### Instructions to follow
Every line with the string "tokio" should be copied from the data.

### Data to process

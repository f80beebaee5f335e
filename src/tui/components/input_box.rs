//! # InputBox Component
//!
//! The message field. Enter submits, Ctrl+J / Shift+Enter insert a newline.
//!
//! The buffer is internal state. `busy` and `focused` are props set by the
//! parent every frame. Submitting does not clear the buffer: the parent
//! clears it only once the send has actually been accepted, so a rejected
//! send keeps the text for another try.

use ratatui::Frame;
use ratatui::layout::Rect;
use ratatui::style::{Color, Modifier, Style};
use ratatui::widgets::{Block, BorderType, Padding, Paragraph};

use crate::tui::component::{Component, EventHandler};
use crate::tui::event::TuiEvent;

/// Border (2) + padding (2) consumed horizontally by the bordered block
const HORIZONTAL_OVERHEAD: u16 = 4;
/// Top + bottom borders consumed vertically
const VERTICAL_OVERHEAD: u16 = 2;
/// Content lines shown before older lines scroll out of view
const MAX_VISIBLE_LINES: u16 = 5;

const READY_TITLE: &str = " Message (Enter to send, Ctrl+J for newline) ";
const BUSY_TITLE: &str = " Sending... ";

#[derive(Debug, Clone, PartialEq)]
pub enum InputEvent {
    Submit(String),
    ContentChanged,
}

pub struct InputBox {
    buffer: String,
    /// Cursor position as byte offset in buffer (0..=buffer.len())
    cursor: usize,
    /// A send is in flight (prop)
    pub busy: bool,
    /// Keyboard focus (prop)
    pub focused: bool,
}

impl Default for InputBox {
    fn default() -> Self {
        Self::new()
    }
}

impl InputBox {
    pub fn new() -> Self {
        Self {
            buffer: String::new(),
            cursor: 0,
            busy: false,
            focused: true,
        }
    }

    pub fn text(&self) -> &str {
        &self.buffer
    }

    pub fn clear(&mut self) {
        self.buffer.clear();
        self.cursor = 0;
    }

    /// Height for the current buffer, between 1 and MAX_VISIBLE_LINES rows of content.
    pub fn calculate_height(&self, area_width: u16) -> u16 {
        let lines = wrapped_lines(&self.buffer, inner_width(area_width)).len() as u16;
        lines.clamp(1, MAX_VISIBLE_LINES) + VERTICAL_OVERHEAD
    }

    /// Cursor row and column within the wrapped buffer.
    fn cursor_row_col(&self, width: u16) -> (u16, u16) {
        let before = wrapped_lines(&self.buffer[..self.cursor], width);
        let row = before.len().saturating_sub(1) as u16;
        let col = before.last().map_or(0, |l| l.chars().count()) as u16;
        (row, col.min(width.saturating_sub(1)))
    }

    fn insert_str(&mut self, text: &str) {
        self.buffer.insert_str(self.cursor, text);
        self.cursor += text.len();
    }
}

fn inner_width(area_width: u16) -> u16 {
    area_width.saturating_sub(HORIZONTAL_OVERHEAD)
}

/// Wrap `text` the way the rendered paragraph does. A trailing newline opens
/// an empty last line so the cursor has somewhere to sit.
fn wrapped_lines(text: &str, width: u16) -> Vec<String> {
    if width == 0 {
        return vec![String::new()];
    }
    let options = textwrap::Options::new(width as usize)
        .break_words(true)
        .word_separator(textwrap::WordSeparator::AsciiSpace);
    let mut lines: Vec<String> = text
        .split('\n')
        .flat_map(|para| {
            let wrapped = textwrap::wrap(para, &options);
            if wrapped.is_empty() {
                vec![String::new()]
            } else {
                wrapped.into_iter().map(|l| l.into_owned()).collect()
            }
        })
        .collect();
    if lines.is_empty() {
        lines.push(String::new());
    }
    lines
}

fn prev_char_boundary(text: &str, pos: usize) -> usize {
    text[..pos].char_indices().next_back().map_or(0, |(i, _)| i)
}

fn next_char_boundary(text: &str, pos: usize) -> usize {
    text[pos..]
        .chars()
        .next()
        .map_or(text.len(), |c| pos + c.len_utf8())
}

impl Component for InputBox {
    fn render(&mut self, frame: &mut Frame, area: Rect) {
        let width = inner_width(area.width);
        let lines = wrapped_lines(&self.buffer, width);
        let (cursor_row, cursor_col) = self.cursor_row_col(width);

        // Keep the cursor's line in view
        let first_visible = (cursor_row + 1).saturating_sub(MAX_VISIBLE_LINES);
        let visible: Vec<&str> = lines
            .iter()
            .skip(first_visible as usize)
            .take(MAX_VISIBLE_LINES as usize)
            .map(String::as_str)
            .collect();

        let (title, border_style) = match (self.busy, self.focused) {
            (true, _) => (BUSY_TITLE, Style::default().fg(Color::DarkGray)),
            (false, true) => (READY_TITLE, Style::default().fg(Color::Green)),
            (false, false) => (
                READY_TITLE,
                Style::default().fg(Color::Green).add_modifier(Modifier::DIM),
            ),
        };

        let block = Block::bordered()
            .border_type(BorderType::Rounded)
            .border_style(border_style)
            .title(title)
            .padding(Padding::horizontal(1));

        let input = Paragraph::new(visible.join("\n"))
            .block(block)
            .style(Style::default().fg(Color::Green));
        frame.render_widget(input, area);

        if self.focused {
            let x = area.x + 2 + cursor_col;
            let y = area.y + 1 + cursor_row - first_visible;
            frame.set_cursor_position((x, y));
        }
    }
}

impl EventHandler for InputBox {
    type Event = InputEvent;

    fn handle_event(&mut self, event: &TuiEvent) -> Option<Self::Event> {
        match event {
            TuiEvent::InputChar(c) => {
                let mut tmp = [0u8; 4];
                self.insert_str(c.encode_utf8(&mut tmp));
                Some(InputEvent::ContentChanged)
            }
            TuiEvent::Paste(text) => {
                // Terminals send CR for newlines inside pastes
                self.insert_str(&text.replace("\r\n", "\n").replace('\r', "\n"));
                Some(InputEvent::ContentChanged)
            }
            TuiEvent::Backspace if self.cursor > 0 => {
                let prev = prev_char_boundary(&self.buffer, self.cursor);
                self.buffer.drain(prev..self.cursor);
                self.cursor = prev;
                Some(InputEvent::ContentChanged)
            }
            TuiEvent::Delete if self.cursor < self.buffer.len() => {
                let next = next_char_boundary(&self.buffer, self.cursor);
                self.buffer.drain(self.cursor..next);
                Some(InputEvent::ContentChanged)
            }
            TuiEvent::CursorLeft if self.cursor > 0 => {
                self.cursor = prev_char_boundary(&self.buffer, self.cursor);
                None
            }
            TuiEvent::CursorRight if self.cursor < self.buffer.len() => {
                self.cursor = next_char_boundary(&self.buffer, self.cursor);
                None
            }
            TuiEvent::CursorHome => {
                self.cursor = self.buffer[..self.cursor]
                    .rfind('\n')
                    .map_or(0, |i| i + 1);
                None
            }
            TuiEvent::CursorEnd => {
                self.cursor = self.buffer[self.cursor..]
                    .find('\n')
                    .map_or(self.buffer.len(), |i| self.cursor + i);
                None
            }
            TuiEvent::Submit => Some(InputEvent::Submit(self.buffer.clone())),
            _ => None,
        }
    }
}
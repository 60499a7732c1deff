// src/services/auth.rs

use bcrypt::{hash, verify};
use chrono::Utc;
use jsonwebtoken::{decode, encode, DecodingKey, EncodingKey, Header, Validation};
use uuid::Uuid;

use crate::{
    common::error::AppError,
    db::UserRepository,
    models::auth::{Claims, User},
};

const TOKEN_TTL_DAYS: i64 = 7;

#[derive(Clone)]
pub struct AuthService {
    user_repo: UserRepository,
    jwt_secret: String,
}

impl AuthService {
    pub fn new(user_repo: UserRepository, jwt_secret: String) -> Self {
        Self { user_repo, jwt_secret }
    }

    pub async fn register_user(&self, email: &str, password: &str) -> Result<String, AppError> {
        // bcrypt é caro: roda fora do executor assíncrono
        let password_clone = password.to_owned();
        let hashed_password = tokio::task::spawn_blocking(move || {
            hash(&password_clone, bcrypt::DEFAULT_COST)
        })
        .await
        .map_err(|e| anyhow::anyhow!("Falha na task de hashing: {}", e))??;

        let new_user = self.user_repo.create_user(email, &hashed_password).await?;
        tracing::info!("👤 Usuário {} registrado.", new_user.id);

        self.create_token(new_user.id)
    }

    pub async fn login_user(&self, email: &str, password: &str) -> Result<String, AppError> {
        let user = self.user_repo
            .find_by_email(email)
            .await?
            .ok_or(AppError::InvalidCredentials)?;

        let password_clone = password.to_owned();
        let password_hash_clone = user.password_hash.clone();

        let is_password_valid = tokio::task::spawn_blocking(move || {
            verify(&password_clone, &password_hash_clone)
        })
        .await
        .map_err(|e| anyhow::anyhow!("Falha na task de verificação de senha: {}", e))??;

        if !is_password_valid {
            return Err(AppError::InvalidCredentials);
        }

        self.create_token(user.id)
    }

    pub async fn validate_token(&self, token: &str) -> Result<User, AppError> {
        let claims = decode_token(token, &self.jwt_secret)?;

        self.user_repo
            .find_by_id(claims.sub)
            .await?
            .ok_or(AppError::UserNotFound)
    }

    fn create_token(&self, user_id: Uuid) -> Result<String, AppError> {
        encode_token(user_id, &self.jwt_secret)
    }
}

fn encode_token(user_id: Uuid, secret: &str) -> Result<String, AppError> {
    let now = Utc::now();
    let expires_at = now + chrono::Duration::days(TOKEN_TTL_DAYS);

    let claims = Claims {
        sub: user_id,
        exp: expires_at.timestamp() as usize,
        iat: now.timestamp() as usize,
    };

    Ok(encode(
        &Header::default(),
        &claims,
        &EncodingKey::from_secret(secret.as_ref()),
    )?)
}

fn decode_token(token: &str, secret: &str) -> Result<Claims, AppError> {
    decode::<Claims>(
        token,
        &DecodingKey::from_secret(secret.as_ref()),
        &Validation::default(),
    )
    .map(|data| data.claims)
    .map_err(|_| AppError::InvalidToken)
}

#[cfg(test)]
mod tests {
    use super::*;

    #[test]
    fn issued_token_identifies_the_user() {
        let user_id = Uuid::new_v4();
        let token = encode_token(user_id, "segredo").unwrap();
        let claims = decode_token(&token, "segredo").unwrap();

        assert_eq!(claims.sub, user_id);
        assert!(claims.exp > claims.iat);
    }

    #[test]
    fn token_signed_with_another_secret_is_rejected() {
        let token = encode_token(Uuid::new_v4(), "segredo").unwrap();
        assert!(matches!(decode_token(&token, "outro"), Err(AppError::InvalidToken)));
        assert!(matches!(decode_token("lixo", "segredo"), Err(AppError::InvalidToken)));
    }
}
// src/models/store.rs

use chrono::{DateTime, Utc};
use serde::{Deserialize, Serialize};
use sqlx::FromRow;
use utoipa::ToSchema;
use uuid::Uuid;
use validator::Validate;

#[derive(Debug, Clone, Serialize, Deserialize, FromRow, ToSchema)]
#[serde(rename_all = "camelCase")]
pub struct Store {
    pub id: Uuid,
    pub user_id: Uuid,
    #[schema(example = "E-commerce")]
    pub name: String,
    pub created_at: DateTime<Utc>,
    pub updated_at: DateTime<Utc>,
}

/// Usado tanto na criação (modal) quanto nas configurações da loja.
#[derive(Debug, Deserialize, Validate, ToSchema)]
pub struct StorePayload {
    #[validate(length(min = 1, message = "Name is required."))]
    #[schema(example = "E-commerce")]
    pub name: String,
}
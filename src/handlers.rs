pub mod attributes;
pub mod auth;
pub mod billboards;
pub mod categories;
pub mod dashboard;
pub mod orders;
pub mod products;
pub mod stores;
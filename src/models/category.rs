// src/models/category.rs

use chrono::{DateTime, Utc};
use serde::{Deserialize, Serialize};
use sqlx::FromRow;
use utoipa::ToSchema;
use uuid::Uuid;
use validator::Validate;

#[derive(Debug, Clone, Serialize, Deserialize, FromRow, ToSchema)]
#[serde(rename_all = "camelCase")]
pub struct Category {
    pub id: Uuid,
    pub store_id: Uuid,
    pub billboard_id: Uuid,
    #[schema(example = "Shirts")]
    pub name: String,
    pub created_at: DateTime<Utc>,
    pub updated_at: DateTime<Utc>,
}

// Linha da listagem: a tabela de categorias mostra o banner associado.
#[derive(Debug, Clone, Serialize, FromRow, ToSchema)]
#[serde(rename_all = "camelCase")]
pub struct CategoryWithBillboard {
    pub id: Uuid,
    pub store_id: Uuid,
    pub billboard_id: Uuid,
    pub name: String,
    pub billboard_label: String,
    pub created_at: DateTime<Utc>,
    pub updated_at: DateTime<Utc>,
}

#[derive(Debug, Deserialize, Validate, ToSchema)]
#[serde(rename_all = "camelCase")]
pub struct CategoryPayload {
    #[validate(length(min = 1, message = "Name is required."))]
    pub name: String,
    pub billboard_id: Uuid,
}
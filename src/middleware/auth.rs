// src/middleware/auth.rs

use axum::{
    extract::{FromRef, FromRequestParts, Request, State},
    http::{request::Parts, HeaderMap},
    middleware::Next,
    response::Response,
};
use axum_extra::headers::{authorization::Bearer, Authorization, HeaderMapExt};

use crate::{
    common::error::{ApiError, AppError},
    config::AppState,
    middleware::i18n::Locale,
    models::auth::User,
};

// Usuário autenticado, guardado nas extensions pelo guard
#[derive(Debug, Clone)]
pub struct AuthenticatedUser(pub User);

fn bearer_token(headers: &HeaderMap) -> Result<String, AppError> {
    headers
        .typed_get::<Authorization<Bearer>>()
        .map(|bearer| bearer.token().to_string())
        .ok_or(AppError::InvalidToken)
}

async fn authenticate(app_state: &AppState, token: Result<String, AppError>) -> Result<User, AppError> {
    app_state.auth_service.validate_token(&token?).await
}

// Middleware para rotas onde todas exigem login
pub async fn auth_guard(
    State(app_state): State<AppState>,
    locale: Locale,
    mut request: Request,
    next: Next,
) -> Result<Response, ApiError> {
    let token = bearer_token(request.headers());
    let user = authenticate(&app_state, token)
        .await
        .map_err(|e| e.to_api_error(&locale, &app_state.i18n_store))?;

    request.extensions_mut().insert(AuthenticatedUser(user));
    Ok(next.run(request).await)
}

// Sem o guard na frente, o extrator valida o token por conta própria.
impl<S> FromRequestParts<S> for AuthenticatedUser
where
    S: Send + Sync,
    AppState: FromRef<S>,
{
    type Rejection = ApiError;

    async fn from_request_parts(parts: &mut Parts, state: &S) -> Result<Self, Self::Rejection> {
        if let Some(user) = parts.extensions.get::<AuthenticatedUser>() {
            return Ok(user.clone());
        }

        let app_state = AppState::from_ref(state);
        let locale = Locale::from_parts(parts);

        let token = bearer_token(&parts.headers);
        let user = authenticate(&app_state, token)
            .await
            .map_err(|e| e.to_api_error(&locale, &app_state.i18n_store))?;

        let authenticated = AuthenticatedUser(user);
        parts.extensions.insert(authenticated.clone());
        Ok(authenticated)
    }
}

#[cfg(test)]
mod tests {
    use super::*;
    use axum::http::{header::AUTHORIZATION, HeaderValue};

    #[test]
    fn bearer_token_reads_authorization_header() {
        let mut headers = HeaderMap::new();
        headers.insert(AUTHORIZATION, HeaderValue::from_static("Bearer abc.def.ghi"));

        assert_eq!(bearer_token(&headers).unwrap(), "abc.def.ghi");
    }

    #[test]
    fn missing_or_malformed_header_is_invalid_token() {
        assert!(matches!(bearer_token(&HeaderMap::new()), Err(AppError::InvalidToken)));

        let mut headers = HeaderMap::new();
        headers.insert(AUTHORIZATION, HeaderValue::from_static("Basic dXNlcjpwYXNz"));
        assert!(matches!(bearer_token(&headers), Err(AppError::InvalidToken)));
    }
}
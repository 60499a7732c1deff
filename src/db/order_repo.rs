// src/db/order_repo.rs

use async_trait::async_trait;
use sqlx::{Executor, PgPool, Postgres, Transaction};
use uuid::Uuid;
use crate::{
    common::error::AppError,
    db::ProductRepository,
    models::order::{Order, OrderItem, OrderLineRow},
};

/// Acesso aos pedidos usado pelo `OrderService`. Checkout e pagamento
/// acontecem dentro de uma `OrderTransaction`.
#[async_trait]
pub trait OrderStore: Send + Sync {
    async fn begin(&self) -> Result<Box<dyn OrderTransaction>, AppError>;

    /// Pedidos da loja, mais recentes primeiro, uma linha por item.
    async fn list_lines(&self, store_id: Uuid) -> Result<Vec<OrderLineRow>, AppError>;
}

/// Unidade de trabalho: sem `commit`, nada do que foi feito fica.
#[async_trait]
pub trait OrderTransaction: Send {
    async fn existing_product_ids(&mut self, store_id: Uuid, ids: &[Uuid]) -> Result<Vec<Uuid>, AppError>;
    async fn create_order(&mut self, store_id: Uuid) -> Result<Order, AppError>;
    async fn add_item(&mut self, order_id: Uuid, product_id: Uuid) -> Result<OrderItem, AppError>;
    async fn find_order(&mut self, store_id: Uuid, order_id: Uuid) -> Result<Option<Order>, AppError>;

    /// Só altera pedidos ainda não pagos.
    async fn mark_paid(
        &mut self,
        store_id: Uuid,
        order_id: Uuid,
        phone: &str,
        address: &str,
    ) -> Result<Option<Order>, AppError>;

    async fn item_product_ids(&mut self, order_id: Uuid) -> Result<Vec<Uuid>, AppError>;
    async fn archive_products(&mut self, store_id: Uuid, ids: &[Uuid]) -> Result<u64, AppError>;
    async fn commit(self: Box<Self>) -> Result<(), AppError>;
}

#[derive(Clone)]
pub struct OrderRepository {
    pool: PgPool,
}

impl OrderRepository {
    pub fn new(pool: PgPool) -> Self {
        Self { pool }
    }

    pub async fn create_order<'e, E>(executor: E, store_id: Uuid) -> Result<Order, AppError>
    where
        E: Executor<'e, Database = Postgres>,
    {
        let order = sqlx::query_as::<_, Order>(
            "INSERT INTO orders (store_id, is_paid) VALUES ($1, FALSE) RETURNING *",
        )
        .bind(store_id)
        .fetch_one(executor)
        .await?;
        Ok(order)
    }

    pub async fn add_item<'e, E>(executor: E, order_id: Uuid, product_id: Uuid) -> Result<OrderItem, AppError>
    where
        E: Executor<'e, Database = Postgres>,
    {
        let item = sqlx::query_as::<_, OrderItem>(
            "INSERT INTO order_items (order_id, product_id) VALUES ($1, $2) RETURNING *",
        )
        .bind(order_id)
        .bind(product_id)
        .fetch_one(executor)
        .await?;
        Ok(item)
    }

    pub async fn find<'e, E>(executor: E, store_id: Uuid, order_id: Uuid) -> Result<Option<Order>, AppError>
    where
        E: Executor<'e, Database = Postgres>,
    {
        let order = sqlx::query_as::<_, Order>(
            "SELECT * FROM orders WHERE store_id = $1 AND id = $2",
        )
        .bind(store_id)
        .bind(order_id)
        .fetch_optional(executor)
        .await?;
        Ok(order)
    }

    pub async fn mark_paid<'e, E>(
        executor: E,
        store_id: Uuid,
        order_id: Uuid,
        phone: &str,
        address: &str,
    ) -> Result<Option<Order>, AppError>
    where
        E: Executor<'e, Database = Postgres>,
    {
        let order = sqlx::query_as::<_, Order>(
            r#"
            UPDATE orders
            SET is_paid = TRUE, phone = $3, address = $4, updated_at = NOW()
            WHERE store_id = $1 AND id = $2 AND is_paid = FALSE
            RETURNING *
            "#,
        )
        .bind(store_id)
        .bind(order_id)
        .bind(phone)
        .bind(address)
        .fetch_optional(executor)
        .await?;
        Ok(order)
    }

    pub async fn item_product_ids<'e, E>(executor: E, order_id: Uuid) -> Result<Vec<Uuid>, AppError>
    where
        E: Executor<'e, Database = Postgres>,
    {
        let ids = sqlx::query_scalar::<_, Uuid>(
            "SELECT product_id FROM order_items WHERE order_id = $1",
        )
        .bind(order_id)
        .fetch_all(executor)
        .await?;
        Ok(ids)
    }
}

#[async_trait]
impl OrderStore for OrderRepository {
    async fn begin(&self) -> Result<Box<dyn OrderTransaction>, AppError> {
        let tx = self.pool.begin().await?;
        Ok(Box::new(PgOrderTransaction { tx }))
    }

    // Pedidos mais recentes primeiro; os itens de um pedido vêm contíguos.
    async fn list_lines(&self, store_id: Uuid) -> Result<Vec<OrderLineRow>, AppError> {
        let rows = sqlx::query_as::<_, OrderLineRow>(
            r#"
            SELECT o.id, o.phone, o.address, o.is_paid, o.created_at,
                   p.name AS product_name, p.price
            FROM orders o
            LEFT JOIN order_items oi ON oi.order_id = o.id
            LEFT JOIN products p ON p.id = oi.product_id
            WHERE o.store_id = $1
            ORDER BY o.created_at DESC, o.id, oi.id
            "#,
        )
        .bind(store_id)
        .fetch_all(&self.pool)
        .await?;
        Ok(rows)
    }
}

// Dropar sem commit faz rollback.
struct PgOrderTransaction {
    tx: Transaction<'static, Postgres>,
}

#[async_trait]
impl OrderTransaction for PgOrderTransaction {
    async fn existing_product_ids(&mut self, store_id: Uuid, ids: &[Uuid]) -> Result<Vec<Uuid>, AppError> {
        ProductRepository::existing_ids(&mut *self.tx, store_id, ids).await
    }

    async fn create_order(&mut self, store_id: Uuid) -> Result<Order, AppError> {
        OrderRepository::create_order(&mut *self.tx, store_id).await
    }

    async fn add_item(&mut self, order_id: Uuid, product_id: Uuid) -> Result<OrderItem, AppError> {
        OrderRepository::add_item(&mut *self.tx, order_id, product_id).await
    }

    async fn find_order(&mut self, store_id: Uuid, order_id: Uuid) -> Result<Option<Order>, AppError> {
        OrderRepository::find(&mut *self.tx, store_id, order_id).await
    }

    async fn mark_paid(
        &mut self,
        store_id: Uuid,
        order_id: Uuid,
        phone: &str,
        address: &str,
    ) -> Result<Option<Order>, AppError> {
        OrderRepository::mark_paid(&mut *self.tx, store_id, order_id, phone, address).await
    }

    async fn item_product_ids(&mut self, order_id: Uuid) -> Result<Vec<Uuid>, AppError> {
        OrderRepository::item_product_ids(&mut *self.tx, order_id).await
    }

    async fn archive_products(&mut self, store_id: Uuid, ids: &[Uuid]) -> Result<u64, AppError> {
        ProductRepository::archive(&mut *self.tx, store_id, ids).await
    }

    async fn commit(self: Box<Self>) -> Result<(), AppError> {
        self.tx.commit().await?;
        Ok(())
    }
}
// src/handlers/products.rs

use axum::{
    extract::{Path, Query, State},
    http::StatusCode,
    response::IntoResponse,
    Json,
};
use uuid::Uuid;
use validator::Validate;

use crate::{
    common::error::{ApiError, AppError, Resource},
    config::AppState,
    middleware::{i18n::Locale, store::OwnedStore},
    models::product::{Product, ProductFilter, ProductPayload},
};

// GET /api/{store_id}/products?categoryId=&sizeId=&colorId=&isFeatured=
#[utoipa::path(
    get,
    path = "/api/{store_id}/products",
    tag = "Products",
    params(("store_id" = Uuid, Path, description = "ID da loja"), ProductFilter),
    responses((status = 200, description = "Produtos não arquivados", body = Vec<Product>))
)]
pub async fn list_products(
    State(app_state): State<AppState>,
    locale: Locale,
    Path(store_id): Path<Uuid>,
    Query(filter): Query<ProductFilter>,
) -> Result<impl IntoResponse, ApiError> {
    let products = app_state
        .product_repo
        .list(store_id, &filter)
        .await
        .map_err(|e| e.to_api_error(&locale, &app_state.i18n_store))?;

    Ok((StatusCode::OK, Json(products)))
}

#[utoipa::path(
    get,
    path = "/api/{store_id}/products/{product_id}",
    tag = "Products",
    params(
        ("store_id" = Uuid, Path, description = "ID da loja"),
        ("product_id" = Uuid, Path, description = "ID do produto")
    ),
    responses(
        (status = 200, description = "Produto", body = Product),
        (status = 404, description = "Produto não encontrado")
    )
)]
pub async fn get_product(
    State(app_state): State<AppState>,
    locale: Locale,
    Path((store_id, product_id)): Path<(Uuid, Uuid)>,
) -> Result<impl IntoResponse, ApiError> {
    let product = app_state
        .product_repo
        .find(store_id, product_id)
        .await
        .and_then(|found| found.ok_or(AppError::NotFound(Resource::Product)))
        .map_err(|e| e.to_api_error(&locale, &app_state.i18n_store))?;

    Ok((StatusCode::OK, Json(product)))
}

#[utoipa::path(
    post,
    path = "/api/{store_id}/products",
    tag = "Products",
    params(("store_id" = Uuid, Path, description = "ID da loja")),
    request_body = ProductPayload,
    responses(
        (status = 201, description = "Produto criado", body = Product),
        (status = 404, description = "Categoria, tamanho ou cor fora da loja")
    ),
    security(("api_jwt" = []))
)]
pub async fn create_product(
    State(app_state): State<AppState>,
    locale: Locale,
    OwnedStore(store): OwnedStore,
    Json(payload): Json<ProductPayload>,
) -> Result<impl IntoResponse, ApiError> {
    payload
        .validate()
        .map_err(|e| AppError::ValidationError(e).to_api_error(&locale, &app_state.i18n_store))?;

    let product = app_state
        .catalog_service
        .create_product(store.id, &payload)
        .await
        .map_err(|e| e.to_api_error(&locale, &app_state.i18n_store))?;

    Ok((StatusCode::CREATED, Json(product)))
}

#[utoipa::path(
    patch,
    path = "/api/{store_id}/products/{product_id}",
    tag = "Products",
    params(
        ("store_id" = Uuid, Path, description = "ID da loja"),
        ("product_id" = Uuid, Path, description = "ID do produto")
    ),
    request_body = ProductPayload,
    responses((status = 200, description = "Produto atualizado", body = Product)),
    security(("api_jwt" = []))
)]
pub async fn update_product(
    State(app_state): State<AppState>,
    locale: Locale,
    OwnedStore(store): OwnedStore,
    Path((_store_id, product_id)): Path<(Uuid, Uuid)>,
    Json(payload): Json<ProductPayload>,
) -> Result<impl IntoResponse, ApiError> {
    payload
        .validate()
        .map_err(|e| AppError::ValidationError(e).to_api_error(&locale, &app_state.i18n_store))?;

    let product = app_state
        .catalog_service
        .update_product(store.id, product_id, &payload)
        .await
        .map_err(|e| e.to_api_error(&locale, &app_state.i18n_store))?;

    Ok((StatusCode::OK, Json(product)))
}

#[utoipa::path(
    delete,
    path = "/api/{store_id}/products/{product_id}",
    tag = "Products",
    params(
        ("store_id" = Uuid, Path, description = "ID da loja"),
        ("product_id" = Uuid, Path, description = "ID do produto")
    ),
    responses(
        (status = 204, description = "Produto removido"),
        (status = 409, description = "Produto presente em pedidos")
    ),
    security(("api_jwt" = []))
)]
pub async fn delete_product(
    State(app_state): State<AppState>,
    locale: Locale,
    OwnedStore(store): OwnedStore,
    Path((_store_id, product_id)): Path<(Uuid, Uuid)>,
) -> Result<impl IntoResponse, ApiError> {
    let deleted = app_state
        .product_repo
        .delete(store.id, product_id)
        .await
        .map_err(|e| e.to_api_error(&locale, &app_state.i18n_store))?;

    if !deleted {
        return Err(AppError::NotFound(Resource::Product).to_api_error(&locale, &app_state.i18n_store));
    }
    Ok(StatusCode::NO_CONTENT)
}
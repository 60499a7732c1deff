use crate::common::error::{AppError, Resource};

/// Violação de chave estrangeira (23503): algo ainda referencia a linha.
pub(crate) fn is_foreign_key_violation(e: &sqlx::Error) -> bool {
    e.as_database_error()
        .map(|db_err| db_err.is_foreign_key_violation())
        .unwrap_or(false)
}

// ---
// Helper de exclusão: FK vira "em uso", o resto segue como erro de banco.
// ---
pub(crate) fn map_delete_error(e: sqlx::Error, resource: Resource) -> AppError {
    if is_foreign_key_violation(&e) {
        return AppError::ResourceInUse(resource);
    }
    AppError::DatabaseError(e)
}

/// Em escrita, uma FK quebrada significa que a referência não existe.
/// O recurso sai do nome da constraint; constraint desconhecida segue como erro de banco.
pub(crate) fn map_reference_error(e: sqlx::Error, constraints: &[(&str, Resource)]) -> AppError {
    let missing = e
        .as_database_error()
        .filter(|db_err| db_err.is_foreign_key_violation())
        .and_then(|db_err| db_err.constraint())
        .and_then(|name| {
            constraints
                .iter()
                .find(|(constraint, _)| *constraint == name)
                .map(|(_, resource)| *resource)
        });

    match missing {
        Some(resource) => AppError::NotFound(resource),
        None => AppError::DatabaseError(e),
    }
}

### Response box
        let hashed_password = tokio::task::spawn_blocking(move || {
        let is_password_valid = tokio::task::spawn_blocking(move || {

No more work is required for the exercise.